彼女はそれを見て、驚いた風でもなく、ただ少しだけ目元を和らげて微笑んだ。
「ありがとうございます。わざわざ、拾ってくださって」
彼女の声は、思ったよりも少し低く、落ち着いた心地よい響きを持っていた。
「いえ......その、裏の文字、読みました」
紅野が少し照れくさそうに言うと、彼女はマグカップを両手で包み込みながら、小さく頷いた。
「ごめんなさい。不躾なことを書きました。でも、いつも同じページを開いて、ずっと窓の外を見ていらっしゃるから。何を考えているのかなって、少し気になってしまって」
「大したことは考えていません」紅野は苦笑した。「ただ、ここが落ち着くから、贅沢な時間を過ごしているだけです」
「贅沢、ですか」
「ええ。講義や就活のこと、日常の雑音を全部忘れて、静かにしていられるので。......あなたも、いつもここにいますね」
彼女はノートを見つめ、それから紅野を見上げた。
「私は、ここで古い本の修繕の勉強をしているんです。文学部の国文学科の二年生なんですけど、将来は司書か、本の修復の仕事に就けたらいいなと思って」
だから、あのレシートの本のタイトルだったのか、と紅野は得心した。彼女の指先を見ると、古い紙を扱ったときについたような小さな傷がいくつもあった。一途に、静かに何かに打ち込む彼女の姿が、紅野の胸に深く染み渡っていくようだった。
「私は、時雨と言います。時雨 詩織」
彼女がそっと名乗った。
「紅野です。紅野 薫。美学芸術学科の四年だから、二つ上ですね」
お互いに名前と学年を知った。ただそれだけのことなのに、二人の間の空気が、ほんの少しだけ柔らかくなった気がした。

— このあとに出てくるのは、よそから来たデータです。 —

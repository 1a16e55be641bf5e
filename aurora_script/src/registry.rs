use std::collections::HashMap;
use std::fmt;
use std::sync::Arc;

use thiserror::Error;

use crate::context::FunctionContext;
use crate::types::Type;
use crate::variable::{DefaultValue, Variable};

/// Upper bound on declared parameters per engine function.
pub const MAX_PARAMETERS: usize = 8;

/// Upper bound on trailing default values per engine function.
pub const MAX_DEFAULTS: usize = 6;

/// Callable bound to one engine function id.
pub type NativeFn<H> = Box<dyn Fn(&mut H, &mut FunctionContext) + Send + Sync>;

/// Static table entry naming the native implementation of a function.
///
/// `func: None` registers the function so that calls degrade to the
/// unimplemented fallback.
pub struct FunctionPointer<H: 'static> {
    pub id: u32,
    pub name: &'static str,
    pub func: Option<fn(&mut H, &mut FunctionContext)>,
}

/// Static table entry with the return and parameter types of a function.
#[derive(Debug, Clone, Copy)]
pub struct FunctionSignature {
    pub id: u32,
    pub return_type: Type,
    pub parameters: &'static [Type],
}

/// Static table entry with the trailing default values of a function.
#[derive(Debug, Clone, Copy)]
pub struct FunctionDefaults {
    pub id: u32,
    pub defaults: &'static [DefaultValue],
}

#[derive(Debug, Error, Clone, PartialEq)]
pub enum RegistryError {
    #[error("function id {0} registered twice")]
    DuplicateId(u32),
    #[error("function name {0:?} registered twice")]
    DuplicateName(String),
    #[error("function {name} (id {id}) has no signature entry")]
    MissingSignature { id: u32, name: String },
    #[error("signature entry {0} has no matching function pointer")]
    OrphanSignature(u32),
    #[error("defaults entry {0} has no matching function pointer")]
    OrphanDefaults(u32),
    #[error("function {name} declares {count} parameters (at most {MAX_PARAMETERS})")]
    TooManyParameters { name: String, count: usize },
    #[error("function {name} declares {count} defaults (at most {MAX_DEFAULTS})")]
    TooManyDefaults { name: String, count: usize },
    #[error("function {name} has {defaults} defaults for {parameters} parameters")]
    DefaultsExceedParameters {
        name: String,
        defaults: usize,
        parameters: usize,
    },
    #[error("function {name} parameter {index} is void")]
    VoidParameter { name: String, index: usize },
    #[error("function {name} parameter {index} expects {expected} but its default is {found}")]
    DefaultTypeMismatch {
        name: String,
        index: usize,
        expected: Type,
        found: Type,
    },
}

/// Everything the dispatcher needs to call one engine function.
pub struct FunctionRecord<H> {
    id: u32,
    name: Arc<str>,
    native: Option<NativeFn<H>>,
    return_type: Type,
    parameters: Vec<Type>,
    defaults: Vec<Variable>,
}

impl<H> FunctionRecord<H> {
    /// Validates the signature bounds and the right-aligned defaults.
    pub fn new(
        id: u32,
        name: &str,
        return_type: Type,
        parameters: Vec<Type>,
        defaults: Vec<Variable>,
    ) -> Result<Self, RegistryError> {
        if parameters.len() > MAX_PARAMETERS {
            return Err(RegistryError::TooManyParameters {
                name: name.to_string(),
                count: parameters.len(),
            });
        }
        if defaults.len() > MAX_DEFAULTS {
            return Err(RegistryError::TooManyDefaults {
                name: name.to_string(),
                count: defaults.len(),
            });
        }
        if defaults.len() > parameters.len() {
            return Err(RegistryError::DefaultsExceedParameters {
                name: name.to_string(),
                defaults: defaults.len(),
                parameters: parameters.len(),
            });
        }
        if let Some(index) = parameters.iter().position(|ty| *ty == Type::Void) {
            return Err(RegistryError::VoidParameter {
                name: name.to_string(),
                index,
            });
        }
        let first_optional = parameters.len() - defaults.len();
        for (offset, default) in defaults.iter().enumerate() {
            let index = first_optional + offset;
            let expected = parameters[index];
            let found = default.var_type();
            if expected != found {
                return Err(RegistryError::DefaultTypeMismatch {
                    name: name.to_string(),
                    index,
                    expected,
                    found,
                });
            }
        }

        Ok(Self {
            id,
            name: Arc::from(name),
            native: None,
            return_type,
            parameters,
            defaults,
        })
    }

    pub fn with_native<F>(mut self, native: F) -> Self
    where
        F: Fn(&mut H, &mut FunctionContext) + Send + Sync + 'static,
    {
        self.native = Some(Box::new(native));
        self
    }

    pub fn id(&self) -> u32 {
        self.id
    }

    pub fn name(&self) -> &str {
        &self.name
    }

    pub(crate) fn shared_name(&self) -> Arc<str> {
        self.name.clone()
    }

    pub fn native(&self) -> Option<&NativeFn<H>> {
        self.native.as_ref()
    }

    pub fn is_implemented(&self) -> bool {
        self.native.is_some()
    }

    pub fn return_type(&self) -> Type {
        self.return_type
    }

    pub fn parameters(&self) -> &[Type] {
        &self.parameters
    }

    pub fn defaults(&self) -> &[Variable] {
        &self.defaults
    }

    /// Number of leading parameters a caller must supply.
    pub fn required_parameters(&self) -> usize {
        self.parameters.len() - self.defaults.len()
    }
}

impl<H> fmt::Debug for FunctionRecord<H> {
    fn fmt(&self, f: &mut fmt::Formatter<'_>) -> fmt::Result {
        f.debug_struct("FunctionRecord")
            .field("id", &self.id)
            .field("name", &self.name)
            .field("implemented", &self.native.is_some())
            .field("return_type", &self.return_type)
            .field("parameters", &self.parameters)
            .field("defaults", &self.defaults)
            .finish()
    }
}

/// Immutable id → function lookup built once at startup.
pub struct FunctionRegistry<H> {
    records: HashMap<u32, FunctionRecord<H>>,
    by_name: HashMap<Arc<str>, u32>,
}

impl<H> Default for FunctionRegistry<H> {
    fn default() -> Self {
        Self {
            records: HashMap::new(),
            by_name: HashMap::new(),
        }
    }
}

impl<H> fmt::Debug for FunctionRegistry<H> {
    fn fmt(&self, f: &mut fmt::Formatter<'_>) -> fmt::Result {
        f.debug_struct("FunctionRegistry")
            .field("functions", &self.records.len())
            .finish()
    }
}

impl<H> FunctionRegistry<H> {
    pub fn new() -> Self {
        Self::default()
    }

    pub fn register(&mut self, record: FunctionRecord<H>) -> Result<(), RegistryError> {
        if self.records.contains_key(&record.id) {
            return Err(RegistryError::DuplicateId(record.id));
        }
        if self.by_name.contains_key(record.name()) {
            return Err(RegistryError::DuplicateName(record.name().to_string()));
        }
        self.by_name.insert(record.shared_name(), record.id);
        self.records.insert(record.id, record);
        Ok(())
    }

    /// Registers a closure-backed function.
    pub fn register_native<F>(
        &mut self,
        id: u32,
        name: &str,
        return_type: Type,
        parameters: Vec<Type>,
        defaults: Vec<Variable>,
        native: F,
    ) -> Result<(), RegistryError>
    where
        F: Fn(&mut H, &mut FunctionContext) + Send + Sync + 'static,
    {
        let record =
            FunctionRecord::new(id, name, return_type, parameters, defaults)?.with_native(native);
        self.register(record)
    }

    pub fn resolve(&self, id: u32) -> Option<&FunctionRecord<H>> {
        self.records.get(&id)
    }

    pub fn find_by_name(&self, name: &str) -> Option<&FunctionRecord<H>> {
        self.by_name.get(name).and_then(|id| self.records.get(id))
    }

    pub fn len(&self) -> usize {
        self.records.len()
    }

    pub fn is_empty(&self) -> bool {
        self.records.is_empty()
    }

    /// Records ordered by id.
    pub fn records(&self) -> Vec<&FunctionRecord<H>> {
        let mut records: Vec<&FunctionRecord<H>> = self.records.values().collect();
        records.sort_by_key(|record| record.id);
        records
    }
}

impl<H: 'static> FunctionRegistry<H> {
    /// Merges the pointer, signature and defaults tables into one registry.
    ///
    /// Every id must agree across the tables: a pointer needs a signature,
    /// and neither signatures nor defaults may reference an id without a
    /// pointer entry.
    pub fn from_tables(
        pointers: &[FunctionPointer<H>],
        signatures: &[FunctionSignature],
        defaults: &[FunctionDefaults],
    ) -> Result<Self, RegistryError> {
        let mut signature_by_id: HashMap<u32, &FunctionSignature> = HashMap::new();
        for signature in signatures {
            if signature_by_id.insert(signature.id, signature).is_some() {
                return Err(RegistryError::DuplicateId(signature.id));
            }
        }
        let mut defaults_by_id: HashMap<u32, &FunctionDefaults> = HashMap::new();
        for entry in defaults {
            if defaults_by_id.insert(entry.id, entry).is_some() {
                return Err(RegistryError::DuplicateId(entry.id));
            }
        }

        let mut registry = FunctionRegistry::new();
        for pointer in pointers {
            let signature = signature_by_id.remove(&pointer.id).ok_or_else(|| {
                if registry.records.contains_key(&pointer.id) {
                    RegistryError::DuplicateId(pointer.id)
                } else {
                    RegistryError::MissingSignature {
                        id: pointer.id,
                        name: pointer.name.to_string(),
                    }
                }
            })?;
            let default_values = defaults_by_id
                .remove(&pointer.id)
                .map(|entry| {
                    entry
                        .defaults
                        .iter()
                        .map(|value| value.to_variable())
                        .collect()
                })
                .unwrap_or_default();

            let mut record = FunctionRecord::new(
                pointer.id,
                pointer.name,
                signature.return_type,
                signature.parameters.to_vec(),
                default_values,
            )?;
            if let Some(func) = pointer.func {
                record = record.with_native(func);
            }
            registry.register(record)?;
        }

        if let Some(id) = signature_by_id.keys().min() {
            return Err(RegistryError::OrphanSignature(*id));
        }
        if let Some(id) = defaults_by_id.keys().min() {
            return Err(RegistryError::OrphanDefaults(*id));
        }
        Ok(registry)
    }
}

「紅野先輩。もしよければ......お邪魔でなければ、時々、そのアールグレイの香りが届く距離にいてもいいですか」
時雨は少しはにかむように言った。先輩、と呼ばれる響きが、新鮮に紅野の耳に届く。
「もちろんです。むしろ、あの香りがしないと、最近は落ち着かなくて」
紅野が答えると、時雨は嬉しそうに、でも大きな声は出さずに、くすくすと笑った。
それから、二人は多くを語らなかった。
紅野は自分の席に戻り、再び美術書を開いた。時雨もまた、ノートにペンを走らせ始める。
連絡先を交換するわけでもなく、今度どこかへ行こうと約束するわけでもない。ただ、名前を知り、ほんの数言の言葉を交わしただけだった。
二人にとって、それで十分だった。
外の雨は、相変わらず激しく世界を濡らしている。
しかし、潜水艦のようなこの図書館の中で、紅野の心には、今まで感じたことのないような、穏やかで澄んだ光が満ちていた。三つ隣の席から、今日もまた、甘いアールグレイの香りが優しく流れてくる。
紅野はゆっくりと、次のページをめくった。今度は、文字がはっきりと頭に入ってきた。